The above conditions together with (1) imply that $b\neq -1$ and $b\neq -1/2$.

Next, note that $\bar q_P = \hat q_P$ only when $a=1$. The lines $$ a=1, \ \ b=-1, \ \ b = -1/2$$ split the $a-b$ plane into six region.

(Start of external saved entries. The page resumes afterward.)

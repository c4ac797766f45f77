//! Documentation Export Pipeline
//!
//! Produces one self-contained, browsable-offline HTML document from a
//! component tree plus an optional project overview. A run is one-shot:
//!
//! `Idle -> Rendering -> EmbeddingImages -> Serializing -> Delivered`
//!
//! or `Idle -> Rendering -> Aborted` when there is no component content.
//! Individual image failures degrade in place (annotated alt text) and
//! never abort the run.

pub mod images;
pub mod render;

use tracing::{info, warn};

use crate::client::ApiClient;
use crate::client::wire::DocumentationRecord;
use crate::config::{Config, SourceCodeMode};
use crate::model::{self, ComponentStats, path_tree};
use crate::types::{BridgeError, Result};

pub use images::EmbedReport;

/// Default artifact name; deterministic across runs
pub const DEFAULT_EXPORT_FILE_NAME: &str = "documentation.html";

/// Pipeline phase of one export run
#[derive(Debug, Clone, Copy, PartialEq, Eq, Default)]
pub enum ExportState {
    #[default]
    Idle,
    Rendering,
    EmbeddingImages,
    Serializing,
    Delivered,
    Aborted,
}

/// Caller-supplied export parameters
#[derive(Debug, Clone)]
pub struct ExportOptions {
    pub include_overview: bool,
    pub source_mode: SourceCodeMode,
    /// Base URL dependency-graph image references are resolved against
    pub graph_visual_base_url: String,
    pub file_name: String,
}

impl ExportOptions {
    pub fn from_config(config: &Config) -> Self {
        Self {
            include_overview: config.export.include_overview,
            source_mode: config.export.source_code_mode,
            graph_visual_base_url: config.backend.graph_visual_base().to_string(),
            file_name: DEFAULT_EXPORT_FILE_NAME.to_string(),
        }
    }
}

/// The finished artifact: a single in-memory HTML document. Written to
/// disk by the caller; nothing is persisted here.
#[derive(Debug, Clone)]
pub struct ExportArtifact {
    pub file_name: String,
    pub html: String,
    pub report: EmbedReport,
}

impl ExportArtifact {
    pub fn bytes(&self) -> &[u8] {
        self.html.as_bytes()
    }
}

/// One-shot exporter over a documentation record
pub struct HtmlExporter<'a> {
    client: &'a ApiClient,
    options: ExportOptions,
    state: ExportState,
}

impl<'a> HtmlExporter<'a> {
    pub fn new(client: &'a ApiClient, options: ExportOptions) -> Self {
        Self {
            client,
            options,
            state: ExportState::Idle,
        }
    }

    pub fn state(&self) -> ExportState {
        self.state
    }

    /// Run the pipeline. Aborts (no artifact) only when the record carries
    /// zero components; every other failure mode degrades gracefully.
    pub async fn export(&mut self, record: &DocumentationRecord) -> Result<ExportArtifact> {
        if self.state != ExportState::Idle {
            return Err(BridgeError::invalid_input(
                "export already ran; create a new exporter for another run",
            ));
        }

        self.state = ExportState::Rendering;
        if record.components.is_empty() {
            self.state = ExportState::Aborted;
            return Err(BridgeError::EmptyExport);
        }
        if let Err(e) = model::check_integrity(&record.components) {
            self.state = ExportState::Aborted;
            return Err(e);
        }

        let content = self.render_content(record);
        let nav = render::nav_html(&record.components, self.options.include_overview);

        self.state = ExportState::EmbeddingImages;
        let (content, report) = images::inline_images(self.client, &content).await;
        if report.failed > 0 {
            warn!(
                failed = report.failed,
                embedded = report.embedded,
                "some images could not be embedded; they are annotated in the export"
            );
        }

        self.state = ExportState::Serializing;
        let title = record.name.as_deref().unwrap_or("Documentation Export");
        let html = render::document(title, &nav, &content);

        self.state = ExportState::Delivered;
        info!(
            components = model::flatten(&record.components).count(),
            embedded_images = report.embedded,
            "documentation export assembled"
        );
        Ok(ExportArtifact {
            file_name: self.options.file_name.clone(),
            html,
            report,
        })
    }

    fn render_content(&self, record: &DocumentationRecord) -> String {
        let mut content = String::new();

        if self.options.include_overview {
            let stats = ComponentStats::collect(&record.components);
            let tree = path_tree::build(&record.components);
            content.push_str(&render::content_block(
                render::OVERVIEW_ID,
                &render::render_overview(record, &stats, &tree),
            ));
        }

        for component in model::flatten(&record.components) {
            content.push_str(&render::content_block(
                &component.id,
                &render::render_component(
                    component,
                    self.options.source_mode,
                    &self.options.graph_visual_base_url,
                ),
            ));
        }

        content
    }
}

// =============================================================================
// Tests
// =============================================================================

Only two of them $$R_1 = \{a<1, b>-1/2\}, \ \ R_2 = \{ a>1, b<-1\}$$ gives BOTH positive $\bar q_P, \hat q_P$.

In each region either $q^*_P = \bar q_P$ or $\hat q_P$. For example, in $R_1$ we have $\hat q_P > \bar q_P$, giving $q^*_P = \bar q_P$.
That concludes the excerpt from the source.